━━ Dataset content
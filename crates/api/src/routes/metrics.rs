//! Prometheus exposition endpoint.

use axum::extract::State;
use axum::http::header::CONTENT_TYPE;
use axum::response::{IntoResponse, Response};
use metrics_exporter_prometheus::PrometheusHandle;

/// Content type mandated by the Prometheus text exposition format.
const PROMETHEUS_CONTENT_TYPE: &str = "text/plain; version=0.0.4; charset=utf-8";

/// GET /metrics — renders the current metric snapshot.
pub async fn render(State(handle): State<PrometheusHandle>) -> Response {
    ([(CONTENT_TYPE, PROMETHEUS_CONTENT_TYPE)], handle.render()).into_response()
}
━━━━
The line containing "use metrics_exporter_prometheus::PrometheusHandle;" marks the start. Reproduce it and all lines after it through the end of the listing, exactly and alone.

Task answer »
use metrics_exporter_prometheus::PrometheusHandle;

/// Content type mandated by the Prometheus text exposition format.
const PROMETHEUS_CONTENT_TYPE: &str = "text/plain; version=0.0.4; charset=utf-8";

/// GET /metrics — renders the current metric snapshot.
pub async fn render(State(handle): State<PrometheusHandle>) -> Response {
    ([(CONTENT_TYPE, PROMETHEUS_CONTENT_TYPE)], handle.render()).into_response()
}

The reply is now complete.